(Data entries)
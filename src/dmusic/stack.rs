// Copyright (C) 2026 Michael Wilson <mike@mdwn.dev>
//
// This program is free software: you can redistribute it and/or modify it under
// the terms of the GNU General Public License as published by the Free Software
// Foundation, version 3.
//
// This program is distributed in the hope that it will be useful, but WITHOUT
// ANY WARRANTY; without even the implied warranty of MERCHANTABILITY or FITNESS
// FOR A PARTICULAR PURPOSE. See the GNU General Public License for more details.
//
// You should have received a copy of the GNU General Public License along with
// this program. If not, see <https://www.gnu.org/licenses/>.
//
use std::path::Path;

use crate::error::Error;

use super::inventory::{AudioDevice, DeviceId, PortCapabilities, PortDescriptor};

/// PCM format imposed on the primary output buffer before the performance
/// binds to the audio object.
pub const PRIMARY_SAMPLE_RATE: u32 = 44_100;
pub const PRIMARY_BITS_PER_SAMPLE: u16 = 16;
pub const PRIMARY_CHANNELS: u16 = 2;

/// Performance channels allocated on the default audio path.
pub const DEFAULT_PATH_CHANNELS: u32 = 16;

/// The operating system's music and sound stack, modeled as one stateful
/// collaborator. The session drives these calls in a fixed order; the stack
/// itself holds the provider objects and hands out plain descriptors.
///
/// The release methods mirror the construction methods one for one. Each is
/// a no-op when its subject was never created, which is what makes teardown
/// safe to run after a partial initialisation.
pub trait Stack {
    /// Obtains the host console window that playback will be bound to.
    fn acquire_window(&mut self) -> Result<(), Error>;

    /// Joins the process-wide component infrastructure on this thread.
    fn init_com(&mut self) -> Result<(), Error>;

    /// Creates the loader, the performance, and the music object, in that
    /// order.
    fn create_objects(&mut self) -> Result<(), Error>;

    /// Enumerates the audio output devices. The first entry may represent
    /// the default device and carries no identifier.
    fn enumerate_audio(&mut self) -> Result<Vec<AudioDevice>, Error>;

    /// Enumerates the music object's synth ports in discovery order.
    fn enumerate_ports(&mut self) -> Result<Vec<PortDescriptor>, Error>;

    /// Re-scans the ports for the one with the given ordinal. Returns `None`
    /// when the provider reports exhaustion before reaching it.
    fn port_by_ordinal(&mut self, ordinal: usize) -> Result<Option<PortCapabilities>, Error>;

    /// Creates the audio output object against the given device (`None`
    /// selects the default device), raises the cooperative level so the
    /// primary buffer format may be changed, creates the primary buffer with
    /// volume and pan control, and imposes the fixed PCM format.
    fn open_audio(&mut self, device: Option<&DeviceId>) -> Result<(), Error>;

    /// Associates the audio object with the music object under the host
    /// window. The primary format must already be set.
    fn bind_audio(&mut self) -> Result<(), Error>;

    /// Loads a downloadable instrument collection. The collection is not
    /// attached anywhere; segment download finds it through the loader's
    /// cache.
    fn load_collection(&mut self, path: &Path) -> Result<(), Error>;

    /// Initialises the performance with the shared stereo-plus-reverb
    /// default audio path and [`DEFAULT_PATH_CHANNELS`] channels. Not
    /// compatible with explicit port addition.
    fn init_performance_default(&mut self) -> Result<(), Error>;

    /// Creates a synth port with parameters built from the given
    /// capabilities, then queries and returns the port's actual
    /// capabilities.
    fn create_port(&mut self, caps: &PortCapabilities) -> Result<PortCapabilities, Error>;

    /// Initialises the performance through the legacy initialiser that is
    /// compatible with explicit port addition.
    fn init_performance_legacy(&mut self) -> Result<(), Error>;

    /// Adds the created port to the performance.
    fn add_port(&mut self) -> Result<(), Error>;

    /// Activates the created port.
    fn activate_port(&mut self) -> Result<(), Error>;

    /// Loads the given MIDI file as a playable segment.
    fn load_segment(&mut self, path: &Path) -> Result<(), Error>;

    /// Downloads the segment's instrument data into the performance.
    fn download_segment(&mut self) -> Result<(), Error>;

    /// Schedules the segment after the prepare time, from the start of the
    /// performance clock.
    fn play_segment(&mut self) -> Result<(), Error>;

    /// Unloads the segment from the performance, then releases it.
    fn release_segment(&mut self);

    /// Releases the primary audio buffer.
    fn release_buffer(&mut self);

    /// Releases the synth port.
    fn release_port(&mut self);

    /// Releases the instrument collection.
    fn release_collection(&mut self);

    /// Releases the loader.
    fn release_loader(&mut self);

    /// Releases the audio object.
    fn release_audio(&mut self);

    /// Releases the music object.
    fn release_music(&mut self);

    /// Closes down the performance, then releases it.
    fn close_performance(&mut self);

    /// Leaves the process-wide component infrastructure.
    fn uninit_com(&mut self);
}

Your goal:
The entries are to be transcribed exactly, each line in full.

Output of the task:
filename src/dmusic/stack.rs
// Copyright (C) 2026 Michael Wilson <mike@mdwn.dev>
//
// This program is free software: you can redistribute it and/or modify it under
// the terms of the GNU General Public License as published by the Free Software
// Foundation, version 3.
//
// This program is distributed in the hope that it will be useful, but WITHOUT
// ANY WARRANTY; without even the implied warranty of MERCHANTABILITY or FITNESS
// FOR A PARTICULAR PURPOSE. See the GNU General Public License for more details.
//
// You should have received a copy of the GNU General Public License along with
// this program. If not, see <https://www.gnu.org/licenses/>.
//
use std::path::Path;

use crate::error::Error;

use super::inventory::{AudioDevice, DeviceId, PortCapabilities, PortDescriptor};

/// PCM format imposed on the primary output buffer before the performance
/// binds to the audio object.
pub const PRIMARY_SAMPLE_RATE: u32 = 44_100;
pub const PRIMARY_BITS_PER_SAMPLE: u16 = 16;
pub const PRIMARY_CHANNELS: u16 = 2;

/// Performance channels allocated on the default audio path.
pub const DEFAULT_PATH_CHANNELS: u32 = 16;

/// The operating system's music and sound stack, modeled as one stateful
/// collaborator. The session drives these calls in a fixed order; the stack
/// itself holds the provider objects and hands out plain descriptors.
///
/// The release methods mirror the construction methods one for one. Each is
/// a no-op when its subject was never created, which is what makes teardown
/// safe to run after a partial initialisation.
pub trait Stack {
    /// Obtains the host console window that playback will be bound to.
    fn acquire_window(&mut self) -> Result<(), Error>;

    /// Joins the process-wide component infrastructure on this thread.
    fn init_com(&mut self) -> Result<(), Error>;

    /// Creates the loader, the performance, and the music object, in that
    /// order.
    fn create_objects(&mut self) -> Result<(), Error>;

    /// Enumerates the audio output devices. The first entry may represent
    /// the default device and carries no identifier.
    fn enumerate_audio(&mut self) -> Result<Vec<AudioDevice>, Error>;

    /// Enumerates the music object's synth ports in discovery order.
    fn enumerate_ports(&mut self) -> Result<Vec<PortDescriptor>, Error>;

    /// Re-scans the ports for the one with the given ordinal. Returns `None`
    /// when the provider reports exhaustion before reaching it.
    fn port_by_ordinal(&mut self, ordinal: usize) -> Result<Option<PortCapabilities>, Error>;

    /// Creates the audio output object against the given device (`None`
    /// selects the default device), raises the cooperative level so the
    /// primary buffer format may be changed, creates the primary buffer with
    /// volume and pan control, and imposes the fixed PCM format.
    fn open_audio(&mut self, device: Option<&DeviceId>) -> Result<(), Error>;

    /// Associates the audio object with the music object under the host
    /// window. The primary format must already be set.
    fn bind_audio(&mut self) -> Result<(), Error>;

    /// Loads a downloadable instrument collection. The collection is not
    /// attached anywhere; segment download finds it through the loader's
    /// cache.
    fn load_collection(&mut self, path: &Path) -> Result<(), Error>;

    /// Initialises the performance with the shared stereo-plus-reverb
    /// default audio path and [`DEFAULT_PATH_CHANNELS`] channels. Not
    /// compatible with explicit port addition.
    fn init_performance_default(&mut self) -> Result<(), Error>;

    /// Creates a synth port with parameters built from the given
    /// capabilities, then queries and returns the port's actual
    /// capabilities.
    fn create_port(&mut self, caps: &PortCapabilities) -> Result<PortCapabilities, Error>;

    /// Initialises the performance through the legacy initialiser that is
    /// compatible with explicit port addition.
    fn init_performance_legacy(&mut self) -> Result<(), Error>;

    /// Adds the created port to the performance.
    fn add_port(&mut self) -> Result<(), Error>;

    /// Activates the created port.
    fn activate_port(&mut self) -> Result<(), Error>;

    /// Loads the given MIDI file as a playable segment.
    fn load_segment(&mut self, path: &Path) -> Result<(), Error>;

    /// Downloads the segment's instrument data into the performance.
    fn download_segment(&mut self) -> Result<(), Error>;

    /// Schedules the segment after the prepare time, from the start of the
    /// performance clock.
    fn play_segment(&mut self) -> Result<(), Error>;

    /// Unloads the segment from the performance, then releases it.
    fn release_segment(&mut self);

    /// Releases the primary audio buffer.
    fn release_buffer(&mut self);

    /// Releases the synth port.
    fn release_port(&mut self);

    /// Releases the instrument collection.
    fn release_collection(&mut self);

    /// Releases the loader.
    fn release_loader(&mut self);

    /// Releases the audio object.
    fn release_audio(&mut self);

    /// Releases the music object.
    fn release_music(&mut self);

    /// Closes down the performance, then releases it.
    fn close_performance(&mut self);

    /// Leaves the process-wide component infrastructure.
    fn uninit_com(&mut self);
}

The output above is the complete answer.